Parfois lorsque je vois une belle critique sur un livre intéressant, je classe ce dernier en pense-bête, j'en ai 36 actuellement, j'en ai extrait une bonne vingtaine sur une liste que j'emmène avec moi. Figurez-vous que je n'en ai trouvé aucun disponible à la Bibliothèque. C'est donc sans influence, ni d'une émission littéraire, ni d'une critique quelconque, ni d'un avis babelien, en totale liberté que j'ai choisi ce livre. Ou bien la liberté ne serait qu'une illusion, car j'avais « envie » d'un livre et « besoin » d'en emprunter un pour ne pas couper la permanence du cycle vertueux, emprunter-rendre-emprunter... Choisir un livre, c'est prendre le risque de la déception, comme pour un premier baiser qui conduit éventuellement au risque de s'engager dans une relation profonde et d’aliéner sa liberté. Troublant quand ces sujets : envie, besoin, liberté, relation, déception se retrouvent par la suite au cœur même de l'ouvrage sélectionné.

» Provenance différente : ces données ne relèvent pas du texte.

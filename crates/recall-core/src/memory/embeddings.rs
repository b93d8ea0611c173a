//! ============================================================================
//! Embedding Service - Vector embeddings for semantic memory search
//! ============================================================================
//! [`EmbeddingPort`] is the only view the engine has of the embedding model.
//! Two implementations ship with the crate:
//! - [`EmbeddingService`]: OpenAI-compatible `/embeddings` HTTP API
//! - [`HashEmbedder`]: deterministic feature hashing, no model required
//! ============================================================================

use anyhow::{anyhow, Result};
use async_trait::async_trait;
use reqwest::Client;
use serde::{Deserialize, Serialize};
use tracing::{debug, warn};

use super::rerank::tokenize;

/// Default embedding model (OpenAI compatible)
pub const DEFAULT_EMBEDDING_MODEL: &str = "text-embedding-3-small";

/// Default OpenAI-compatible endpoint
pub const DEFAULT_BASE_URL: &str = "https://api.openai.com/v1";

/// Converts text into a fixed-dimension vector
#[async_trait]
pub trait EmbeddingPort: Send + Sync {
    async fn embed(&self, text: &str) -> Result<Vec<f32>>;

    /// Length of every vector returned by [`EmbeddingPort::embed`]
    fn dimension(&self) -> usize;
}

// ============================================================================
// HTTP Embedding Service
// ============================================================================

/// Embedding service for generating text vectors over HTTP
pub struct EmbeddingService {
    client: Client,
    api_key: String,
    base_url: String,
    model: String,
    dimension: usize,
}

#[derive(Debug, Serialize)]
struct EmbeddingRequest {
    model: String,
    input: Vec<String>,
    #[serde(skip_serializing_if = "Option::is_none")]
    dimensions: Option<usize>,
}

#[derive(Debug, Deserialize)]
struct EmbeddingResponse {
    data: Vec<EmbeddingData>,
    model: String,
    usage: Option<EmbeddingUsage>,
}

#[derive(Debug, Deserialize)]
struct EmbeddingData {
    embedding: Vec<f32>,
    index: usize,
}

#[derive(Debug, Deserialize)]
#[allow(dead_code)]
struct EmbeddingUsage {
    prompt_tokens: u32,
    total_tokens: u32,
}

#[derive(Debug, Deserialize)]
struct ErrorResponse {
    error: ErrorDetail,
}

#[derive(Debug, Deserialize)]
#[allow(dead_code)]
struct ErrorDetail {
    message: String,
    #[serde(rename = "type")]
    error_type: Option<String>,
}

impl EmbeddingService {
    /// Create a new embedding service using the OpenAI API
    pub fn new_openai(api_key: String, dimension: usize) -> Self {
        Self::new_custom(
            api_key,
            DEFAULT_BASE_URL.to_string(),
            DEFAULT_EMBEDDING_MODEL.to_string(),
            dimension,
        )
    }

    /// Create with custom base URL and model
    pub fn new_custom(api_key: String, base_url: String, model: String, dimension: usize) -> Self {
        Self {
            client: Client::new(),
            api_key,
            base_url,
            model,
            dimension,
        }
    }

    /// Generate embeddings for multiple texts
    pub async fn embed_batch(&self, texts: Vec<String>) -> Result<Vec<Vec<f32>>> {
        if texts.is_empty() {
            return Ok(vec![]);
        }

        debug!("Generating embeddings for {} texts", texts.len());

        let request = EmbeddingRequest {
            model: self.model.clone(),
            input: texts,
            dimensions: Some(self.dimension),
        };

        let response = self
            .client
            .post(format!("{}/embeddings", self.base_url))
            .header("Authorization", format!("Bearer {}", self.api_key))
            .header("Content-Type", "application/json")
            .json(&request)
            .send()
            .await
            .map_err(|e| anyhow!("Failed to send embedding request: {}", e))?;

        let status = response.status();
        let body = response
            .text()
            .await
            .map_err(|e| anyhow!("Failed to read response body: {}", e))?;

        if !status.is_success() {
            if let Ok(error) = serde_json::from_str::<ErrorResponse>(&body) {
                return Err(anyhow!(
                    "Embedding API error ({}): {}",
                    status,
                    error.error.message
                ));
            }
            return Err(anyhow!("Embedding API error ({}): {}", status, body));
        }

        let embedding_response: EmbeddingResponse = serde_json::from_str(&body)
            .map_err(|e| anyhow!("Failed to parse embedding response: {} - body: {}", e, body))?;

        if let Some(usage) = &embedding_response.usage {
            debug!(
                "Embedding tokens used: {} (model: {})",
                usage.total_tokens, embedding_response.model
            );
        }

        // Sort by index and extract embeddings
        let mut embeddings: Vec<(usize, Vec<f32>)> = embedding_response
            .data
            .into_iter()
            .map(|d| (d.index, d.embedding))
            .collect();
        embeddings.sort_by_key(|(idx, _)| *idx);

        let vectors: Vec<Vec<f32>> = embeddings.into_iter().map(|(_, e)| e).collect();
        if let Some(bad) = vectors.iter().find(|v| v.len() != self.dimension) {
            return Err(anyhow!(
                "Embedding dimension mismatch: expected {}, got {}",
                self.dimension,
                bad.len()
            ));
        }
        Ok(vectors)
    }

    /// Get the current model name
    pub fn model(&self) -> &str {
        &self.model
    }

    /// Get the base URL
    pub fn base_url(&self) -> &str {
        &self.base_url
    }
}

#[async_trait]
impl EmbeddingPort for EmbeddingService {
    async fn embed(&self, text: &str) -> Result<Vec<f32>> {
        let embeddings = self.embed_batch(vec![text.to_string()]).await?;
        embeddings
            .into_iter()
            .next()
            .ok_or_else(|| anyhow!("No embedding returned"))
    }

    fn dimension(&self) -> usize {
        self.dimension
    }
}

/// Create an embedding service from an API key and optional endpoint override
pub fn create_embedding_service(
    api_key: Option<String>,
    base_url: Option<String>,
    dimension: usize,
) -> Result<EmbeddingService> {
    let key = api_key
        .filter(|k| !k.is_empty())
        .ok_or_else(|| anyhow!("No embedding API key available"))?;

    match base_url.filter(|u| !u.is_empty()) {
        Some(url) => {
            debug!("Using custom embedding endpoint {}", url);
            Ok(EmbeddingService::new_custom(
                key,
                url,
                DEFAULT_EMBEDDING_MODEL.to_string(),
                dimension,
            ))
        }
        None => Ok(EmbeddingService::new_openai(key, dimension)),
    }
}

// ============================================================================
// Hashing Embedder
// ============================================================================

/// Bag-of-words embedder using feature hashing.
///
/// Texts sharing tokens get a positive cosine similarity; identical token
/// sets map to identical vectors. Output is L2-normalised.
pub struct HashEmbedder {
    dimension: usize,
}

impl HashEmbedder {
    pub fn new(dimension: usize) -> Self {
        if dimension == 0 {
            warn!("HashEmbedder created with dimension 0, every vector will be empty");
        }
        Self { dimension }
    }

    /// Synchronous embedding, used by tests and tools
    pub fn embed_text(&self, text: &str) -> Vec<f32> {
        let mut vector = vec![0.0f32; self.dimension];
        if self.dimension == 0 {
            return vector;
        }

        for token in tokenize(text) {
            let bucket = (fnv1a(token.as_bytes()) % self.dimension as u64) as usize;
            vector[bucket] += 1.0;
        }

        let norm = vector.iter().map(|v| v * v).sum::<f32>().sqrt();
        if norm > 0.0 {
            for v in vector.iter_mut() {
                *v /= norm;
            }
        }
        vector
    }
}

#[async_trait]
impl EmbeddingPort for HashEmbedder {
    async fn embed(&self, text: &str) -> Result<Vec<f32>> {
        Ok(self.embed_text(text))
    }

    fn dimension(&self) -> usize {
        self.dimension
    }
}

// 64-bit FNV-1a, stable across processes and platforms
fn fnv1a(bytes: &[u8]) -> u64 {
    let mut hash: u64 = 0xcbf2_9ce4_8422_2325;
    for b in bytes {
        hash ^= u64::from(*b);
        hash = hash.wrapping_mul(0x0000_0100_0000_01b3);
    }
    hash
}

Rétrospectivement l'on se demande pourquoi celui-là ? Je me souviens sur le coup de quelque extrait lu devant le rayonnage avoir fait une association au bûcher des vanités de Tom Wolfe et à Andy Warhol, beaux présages effectivement. Ma seule hésitation a été qu'il ne soit pas dans la langue de Shakespeare, mais comme il y a peu de chances que je me rende encore aux Etats-Unis, elle a été de très courte durée. Si la langue n'y est pas, les accents eux y seront (en français forcément), car ce récit a tout d'une tragédie sauf la fin; ici il n'y a pas vraiment de fin, plutôt une longue fuite en avant que l'on pressent plus tragique encore. En langue originale, le titre Palladio, plus court, plus énigmatique, porte au questionnement et aux regrets d'une Utopie avortée.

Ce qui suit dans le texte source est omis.